His fondness for Kriegluud smalls he says,
pausing to clip the cigar, is in the
appreciation of fine quality craftsmanship.
Hand rolled, individually wrapped and the
finest Liberian leaf, picked mid-summer.

A solid teak humidor sits on the side table
in the study. Inlayed with polished brass
and embossed with a school of parrotfish
swimming past a large sea horse, the eye of
which is opaque obsidian, black as cancer.






the tua marina massecre 1843


a greenstone taiaha,

found in the marsh

at Wairau Pa. carved

expertly with arero

licking down the blade

savouring Pakeha blood

and the hands of the

tangata rakau.

the Pakeha guns silent

and cleaved on Massacre hill.





Cross and Crescent Moon

can you taste the blackened
shards of a thousand fires heaped
upon ashes of sand and the caustic
stench of roasted men an oil?
the leaves of them borne upon the
fuming arid wind of death angels
brightly coloured holding filthy leather
sheilds bearing cross and crescent moon.





The full story behind the end of the world


  At 7.07 am CNN announced the world was over
  a gathering depression to the east caused a
  blizzard to rush upon my TV and dump a foot
  and a half of cold wet snow across the screen.
 
  At 8.14 am the BBC attempted to confirm the
  unsubstantiated reports from the US network
  but all they got was a cellphone message saying
  that CNN was unavailable because of the world ending.
 
  At 11.31 am Larry King, in an effort to prove the world
  had not actually ended, conducted an in depth expose'
  he interviewed God live and asked the hard questions God
  just smiled said Larry worried to much and have faith.

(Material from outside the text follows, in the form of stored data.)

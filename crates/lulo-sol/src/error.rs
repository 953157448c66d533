use thiserror::Error;

/// Solana wire-layer errors.
#[derive(Debug, Error)]
pub enum SolError {
    #[error("invalid address: {0}")]
    InvalidAddress(String),

    #[error("invalid seeds: {0}")]
    InvalidSeeds(String),

    #[error("transaction build error: {0}")]
    TransactionBuildError(String),

    #[error("signing error: {0}")]
    SigningError(String),

    #[error("serialization error: {0}")]
    SerializationError(String),
}
//! Read-only snapshots of the programs' accounts.
//!
//! Field order follows the account definitions in the bundled interface
//! documents. Nothing here is enforced client-side; a decoded value is only
//! what the chain reported at scan time.

use lulo_sol::Pubkey;
use serde::Serialize;

use crate::anchor::{AccountReader, AccountWriter};
use crate::error::ClientError;

/// An Anchor account type with a fixed Borsh layout.
pub trait ProgramAccount: Sized {
    /// Account type name as declared in the IDL.
    const NAME: &'static str;

    fn read(reader: &mut AccountReader<'_>) -> Result<Self, ClientError>;

    fn write(&self, writer: AccountWriter) -> AccountWriter;

    fn decode(data: &[u8]) -> Result<Self, ClientError> {
        let mut reader = AccountReader::new(data, Self::NAME)?;
        Self::read(&mut reader)
    }

    /// Discriminator-prefixed account data, as stored on chain.
    fn to_account_data(&self) -> Vec<u8> {
        self.write(AccountWriter::new(Self::NAME)).finish()
    }
}

// ---------------------------------------------------------------------------
// Contract
// ---------------------------------------------------------------------------

#[derive(Debug, Clone, Copy, PartialEq, Eq, Serialize)]
pub enum ContractStatus {
    Pending,
    Approved,
    Paid,
    Unknown(u8),
}

impl ContractStatus {
    pub fn from_u8(value: u8) -> Self {
        match value {
            0 => ContractStatus::Pending,
            1 => ContractStatus::Approved,
            2 => ContractStatus::Paid,
            other => ContractStatus::Unknown(other),
        }
    }

    pub fn as_u8(&self) -> u8 {
        match self {
            ContractStatus::Pending => 0,
            ContractStatus::Approved => 1,
            ContractStatus::Paid => 2,
            ContractStatus::Unknown(v) => *v,
        }
    }

    /// Badge text; unknown statuses get no badge.
    pub fn label(&self) -> Option<&'static str> {
        match self {
            ContractStatus::Pending => Some("Pending"),
            ContractStatus::Approved => Some("Approved"),
            ContractStatus::Paid => Some("Paid"),
            ContractStatus::Unknown(_) => None,
        }
    }
}

/// One invoice.
#[derive(Debug, Clone, PartialEq, Eq)]
pub struct Contract {
    pub creator: Pubkey,
    /// The party the invoice is addressed to (shown as "Payer").
    pub recipient: Pubkey,
    pub amount_due: u64,
    pub due_date: i64,
    pub create_ts: i64,
    pub approver: Pubkey,
    pub approve_ts: i64,
    pub payer: Pubkey,
    pub pay_ts: i64,
    /// Mint of the invoice NFT; whoever holds it may redeem or sell.
    pub mint: Pubkey,
    pub pay_mint: Pubkey,
    pub status: ContractStatus,
}

impl ProgramAccount for Contract {
    const NAME: &'static str = "Contract";

    fn read(r: &mut AccountReader<'_>) -> Result<Self, ClientError> {
        Ok(Self {
            creator: r.read_pubkey()?,
            recipient: r.read_pubkey()?,
            amount_due: r.read_u64()?,
            due_date: r.read_i64()?,
            create_ts: r.read_i64()?,
            approver: r.read_pubkey()?,
            approve_ts: r.read_i64()?,
            payer: r.read_pubkey()?,
            pay_ts: r.read_i64()?,
            mint: r.read_pubkey()?,
            pay_mint: r.read_pubkey()?,
            status: ContractStatus::from_u8(r.read_u8()?),
        })
    }

    fn write(&self, w: AccountWriter) -> AccountWriter {
        w.pubkey(&self.creator)
            .pubkey(&self.recipient)
            .u64(self.amount_due)
            .i64(self.due_date)
            .i64(self.create_ts)
            .pubkey(&self.approver)
            .i64(self.approve_ts)
            .pubkey(&self.payer)
            .i64(self.pay_ts)
            .pubkey(&self.mint)
            .pubkey(&self.pay_mint)
            .u8(self.status.as_u8())
    }
}

impl Contract {
    pub fn involves(&self, key: &Pubkey) -> bool {
        self.creator == *key || self.recipient == *key
    }
}

// ---------------------------------------------------------------------------
// Listing
// ---------------------------------------------------------------------------

/// A contract NFT offered for sale on the marketplace.
#[derive(Debug, Clone, PartialEq, Eq)]
pub struct Listing {
    pub seller: Pubkey,
    pub contract: Pubkey,
    pub mint: Pubkey,
    pub ask_mint: Pubkey,
    pub ask: u64,
    pub active: bool,
}

impl ProgramAccount for Listing {
    const NAME: &'static str = "Listing";

    fn read(r: &mut AccountReader<'_>) -> Result<Self, ClientError> {
        Ok(Self {
            seller: r.read_pubkey()?,
            contract: r.read_pubkey()?,
            mint: r.read_pubkey()?,
            ask_mint: r.read_pubkey()?,
            ask: r.read_u64()?,
            active: r.read_bool()?,
        })
    }

    fn write(&self, w: AccountWriter) -> AccountWriter {
        w.pubkey(&self.seller)
            .pubkey(&self.contract)
            .pubkey(&self.mint)
            .pubkey(&self.ask_mint)
            .u64(self.ask)
            .bool(self.active)
    }
}

// ---------------------------------------------------------------------------
// Approver
// ---------------------------------------------------------------------------

/// Delegation of invoice-approval authority from `creator` to `approver`.
#[derive(Debug, Clone, PartialEq, Eq)]
pub struct Approver {
    pub creator: Pubkey,
    pub approver: Pubkey,
}

impl ProgramAccount for Approver {
    const NAME: &'static str = "Approver";

    fn read(r: &mut AccountReader<'_>) -> Result<Self, ClientError> {
        Ok(Self {
            creator: r.read_pubkey()?,
            approver: r.read_pubkey()?,
        })
    }

    fn write(&self, w: AccountWriter) -> AccountWriter {
        w.pubkey(&self.creator).pubkey(&self.approver)
    }
}
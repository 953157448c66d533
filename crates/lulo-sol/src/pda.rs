//! Program Derived Address (PDA) derivation.
//!
//! A PDA is `SHA-256(seed_0 || ... || seed_n || bump || program_id ||
//! "ProgramDerivedAddress")`, searched from bump 255 downwards until the hash
//! is NOT a valid Ed25519 point.

use sha2::{Digest, Sha256};

use crate::address::Pubkey;
use crate::error::SolError;

/// The string appended to PDA derivation: "ProgramDerivedAddress".
const PDA_MARKER: &[u8] = b"ProgramDerivedAddress";

/// Maximum length of a single seed.
pub const MAX_SEED_LEN: usize = 32;

/// Maximum number of seeds, the bump included.
pub const MAX_SEEDS: usize = 16;

/// Find a valid PDA for the given seeds and program.
///
/// Returns the address together with the bump seed that produced it.
pub fn find_program_address(
    seeds: &[&[u8]],
    program_id: &Pubkey,
) -> Result<(Pubkey, u8), SolError> {
    // One slot is reserved for the bump.
    check_seeds(seeds, MAX_SEEDS - 1)?;

    for bump in (0u8..=255).rev() {
        if let Some(address) = derive(seeds, &[bump], program_id) {
            return Ok((address, bump));
        }
    }

    Err(SolError::InvalidSeeds(
        "could not find valid PDA bump seed".into(),
    ))
}

/// Create a PDA from seeds that already include the bump.
///
/// Fails if the resulting hash lies on the Ed25519 curve.
pub fn create_program_address(seeds: &[&[u8]], program_id: &Pubkey) -> Result<Pubkey, SolError> {
    check_seeds(seeds, MAX_SEEDS)?;

    derive(seeds, &[], program_id)
        .ok_or_else(|| SolError::InvalidSeeds("derived address is on the ed25519 curve".into()))
}

/// Check if 32 bytes represent a valid Ed25519 curve point.
pub fn is_on_curve(bytes: &Pubkey) -> bool {
    curve25519_dalek::edwards::CompressedEdwardsY(*bytes)
        .decompress()
        .is_some()
}

fn check_seeds(seeds: &[&[u8]], max_seeds: usize) -> Result<(), SolError> {
    if seeds.len() > max_seeds {
        return Err(SolError::InvalidSeeds(format!(
            "at most {max_seeds} seeds allowed, got {}",
            seeds.len()
        )));
    }
    if let Some((i, seed)) = seeds.iter().enumerate().find(|(_, s)| s.len() > MAX_SEED_LEN) {
        return Err(SolError::InvalidSeeds(format!(
            "seed {i} is {} bytes, max {MAX_SEED_LEN}",
            seed.len()
        )));
    }
    Ok(())
}

/// Hash seeds + bump + program id; `None` when the result is on the curve.
fn derive(seeds: &[&[u8]], bump_seed: &[u8], program_id: &Pubkey) -> Option<Pubkey> {
    let mut hasher = Sha256::new();

    for seed in seeds {
        hasher.update(seed);
    }
    hasher.update(bump_seed);
    hasher.update(program_id);
    hasher.update(PDA_MARKER);

    let hash: Pubkey = hasher.finalize().into();

    if is_on_curve(&hash) {
        return None;
    }

    Some(hash)
}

  At 2.39pm Oprah had as a guest the entire world, the
  logistics needed to talk to everyone and ask them
  was it over, proved too much for some and they evoked
  the name of Jerry Springer and smacked each other silly.

  At 4.00pm Saddam Hussein, a thirteen year old boy living
  in Idaho, rang the president to ask for help with his
  homework. The CIA was immediately dispatched to apprehend
  the lad, but they didn't know algebra that well either.

  At 8.56 pm a live feed out of Baghdad showed that a Ringleys
  brothers circus was in town. The correspondent; a short purple
  haired man with large shoes, bright lime baggy shorts and a red
  nose honked a horn whenever he was asked had the world ended.

  At 11.42pm the BBC said they would have an exclusive update
  on the ending of the world situation straight after the movie
  "I Know What You Did Last Summer". The British Prime Minister
  Tony Blair, who had rented the video last week, was unimpressed.

  At 5.15am CNN came back on screen, their was a public service
  announcement saying that due to technical faults over the
  Atlantic with their satellite signal they had been off air
  and had inadvertantly declared the end of the world as a result.

  At 7.02 am in a boardroom high above the streets of Los Angeles
  the CNN board met to discuss the embarrassing slip up that had
  bought panic to the World; that is until they discovered that
  the ratings were huge, so they scheduled another apocalypse 
  next week.







  the Kaikoura strike of '79



  The road to Goose bay
  embraced the
  southern arm
  of the tall white alps.

  Coming over the hill
  into the little
  harbour town blue
  with the ocean wind
  spray the bright
  crisp mountain snow
  blinked
  in the early morning sun.

  The rotten fish stink
  of the crayfish
  trawlers birthed at the
  unionised wharf
  abundant reminder
  that heaven and hell
  are divided only by
  the picket line.





Fegelmeyer's all cure remedy

he was a cowboy and he wore a red banded hat
what made him different to the rest?
the town feared him
the town feared many a gunslinger in those days
but he wore his gun low and on the left

he had fired it in anger here before
at a man in front of him reaching for the same.
Coz I remember smoke and agony and
blood in the dirt

a preacher  came to town last month we reckoned
he'd hitched a ride with the man selling
Fegelmeyer's all cure remedy
two bits for two tins.

Set up a stall and a tent; one selling, one saving
preacher had himself a big ol' black book
the cowboy reckoned it was a seed catalogue
preacher prayed that indeed it were
'I'm a sowin' glory seed'  he claimed

after that they say he got religion
church 'n all that in his sunday best
led a right good life for a week or two
didn't kill anything or anyone
but the Henry gang rid into town yesterday

I heard 'em shoot their mouth off
in the Falmouth saloon, heard the gun
when the preacher tried to get 'em saved
blood mixed with the spilt whisky on the floor.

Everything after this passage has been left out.